# TubZilla



## stoney creek (May 14, 2007)

Hey All check this out, this is my first track it's a tub lay on a 5x16 table. Let me know what you think I hope I can get some helpfull hints. Still have a lot left but heres what I've done so far. The track is tomy and in the middle of putting in the power taps, im going to do them Vargo speedway so far so go plus I hand built the drivers stations and the walls. I used stick foam on the walls to try and soften the blow in a crash. But like I said I have alot to go. thanks for looking.


----------



## T-Jet Racer (Nov 16, 2006)

looks great so far keep the updates comming!


----------



## stoney creek (May 14, 2007)

Hey thanks, well waiting on some parts track and switches and some other things.


----------



## Slott V (Feb 3, 2005)

Let me know if you need any help with the taps. 

-Vargo


----------



## bobhch (Apr 22, 2007)

*2008 is the year of the track*

Nice layout man...Zoooooooooooooom baby!

Bob...zilla


----------



## noddaz (Aug 6, 1999)

*Looks good...*

Looks good!

Are you having fun yet?

Scott


----------



## Crimnick (May 28, 2006)

NICE!...

As to taps..Slott has got a great method...(I was planning on using also)

Until I figured out how to re-use track I might have otherwise simply thrown out...
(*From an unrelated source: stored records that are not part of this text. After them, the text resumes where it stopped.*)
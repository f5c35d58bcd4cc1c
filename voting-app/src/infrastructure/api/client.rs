use super::types::{
    LoginRequest, LoginResponse, LogoutRequest, RegisterRequest, VoteRequest, VoteResponse,
};
use crate::config::ApiConfig;
use crate::domain::{
    ApiAck, Category, LiveResults, UserSession, UserStats, VoteCounts, VoteOutcome,
};
use serde::de::DeserializeOwned;
use serde::Serialize;
use voting_errors::AppError;

/// HTTP client for the voting REST API.
///
/// Transport failures and non-2xx statuses become errors. A well-formed
/// `success: false` answer is not an error: it comes back as a rejected
/// outcome carrying the server's message.
#[derive(Clone)]
pub struct VotingApiClient {
    http_client: reqwest::Client,
    base_url: String,
}

impl VotingApiClient {
    pub fn new(config: &ApiConfig) -> Result<Self, AppError> {
        let http_client = reqwest::Client::builder()
            .timeout(config.timeout)
            .build()
            .map_err(|e| AppError::Config(format!("failed to build HTTP client: {e}")))?;

        Ok(Self {
            http_client,
            base_url: config.base_url.clone(),
        })
    }

    pub fn base_url(&self) -> &str {
        &self.base_url
    }

    pub async fn get_counts(&self) -> Result<VoteCounts, AppError> {
        self.get_json("/api/v1/counts").await
    }

    pub async fn get_results(&self) -> Result<LiveResults, AppError> {
        self.get_json("/api/v1/results").await
    }

    pub async fn user_stats(&self) -> Result<UserStats, AppError> {
        self.get_json("/api/v1/users").await
    }

    pub async fn cast_vote(
        &self,
        device_token: &str,
        category: Category,
        candidate_name: &str,
    ) -> Result<VoteOutcome, AppError> {
        let request = VoteRequest {
            device_token,
            category,
            candidate_name,
        };
        let response: VoteResponse = self.post_json("/api/v1/vote", &request, None).await?;

        if response.success {
            Ok(VoteOutcome::Recorded {
                category,
                candidate: candidate_name.to_string(),
            })
        } else {
            tracing::warn!(%category, "vote rejected: {}", response.message);
            Ok(VoteOutcome::Rejected {
                message: response.message,
            })
        }
    }

    pub async fn reset_votes(&self) -> Result<ApiAck, AppError> {
        self.post_json("/api/v1/reset", &serde_json::json!({}), None)
            .await
    }

    /// Returns the session on success, or the server's message as
    /// [`AppError::Rejected`].
    pub async fn login(&self, email: &str, password: &str) -> Result<UserSession, AppError> {
        let request = LoginRequest { email, password };
        let response: LoginResponse = self.post_json("/api/v1/login", &request, None).await?;

        if !response.success {
            return Err(AppError::Rejected(response.message));
        }

        match (response.user, response.token) {
            (Some(user), Some(token)) => Ok(UserSession::new(user, token)),
            _ => Err(AppError::InvalidResponse(
                "login succeeded without user or token".to_string(),
            )),
        }
    }

    pub async fn register(
        &self,
        email: &str,
        password: &str,
        name: &str,
    ) -> Result<ApiAck, AppError> {
        let request = RegisterRequest {
            email,
            password,
            name,
        };
        self.post_json("/api/v1/register", &request, None).await
    }

    pub async fn logout(&self, token: &str) -> Result<ApiAck, AppError> {
        let request = LogoutRequest { token };
        self.post_json("/api/v1/logout", &request, Some(token)).await
    }

    fn endpoint(&self, path: &str) -> String {
        format!("{}{}", self.base_url, path)
    }

    async fn get_json<T: DeserializeOwned>(&self, path: &str) -> Result<T, AppError> {
        let response = self
            .http_client
            .get(self.endpoint(path))
            .send()
            .await
            .map_err(|e| AppError::Network(e.to_string()))?;

        Self::decode(path, response).await
    }

    async fn post_json<B: Serialize + ?Sized, T: DeserializeOwned>(
        &self,
        path: &str,
        body: &B,
        bearer: Option<&str>,
    ) -> Result<T, AppError> {
        let mut request = self.http_client.post(self.endpoint(path)).json(body);
        if let Some(token) = bearer {
            request = request.bearer_auth(token);
        }

        let response = request
            .send()
            .await
            .map_err(|e| AppError::Network(e.to_string()))?;

        Self::decode(path, response).await
    }

    async fn decode<T: DeserializeOwned>(
        path: &str,
        response: reqwest::Response,
    ) -> Result<T, AppError> {
        if !response.status().is_success() {
            let status = response.status();
            let body = response.text().await.unwrap_or_default();
            tracing::error!("Voting API error on {}: {} - {}", path, status, body);
            return Err(AppError::Api(status.as_u16()));
        }

        response
            .json()
            .await
            .map_err(|e| AppError::InvalidResponse(e.to_string()))
    }
}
Terminal track conversion:

http://www.hobbytalk.com/bbs1/showthread.php?t=217161


----------



## roadrner (Jul 21, 1999)

:thumbsup::thumbsup: :thumbsup: rr


----------



## stoney creek (May 14, 2007)

Well guys im not great with heat and my luck i would melt my track so i took a piece of extra track and tried slott v's way and so far it works great. Next thing is to fill or not to fill the slots it made, as far as fun this layout is a lot of fun its fast and challenging. A friend loaned me a G-JET and i used a 12volt power pack and it was quite the challenge but a blast. Oh yes one thing i did was i had a piece of track that broken so i took a rail out and when i put the wire thru the track i put the rail to the wire a crimpped it over so it fits great on the rail when i pull it down and thru the track.


----------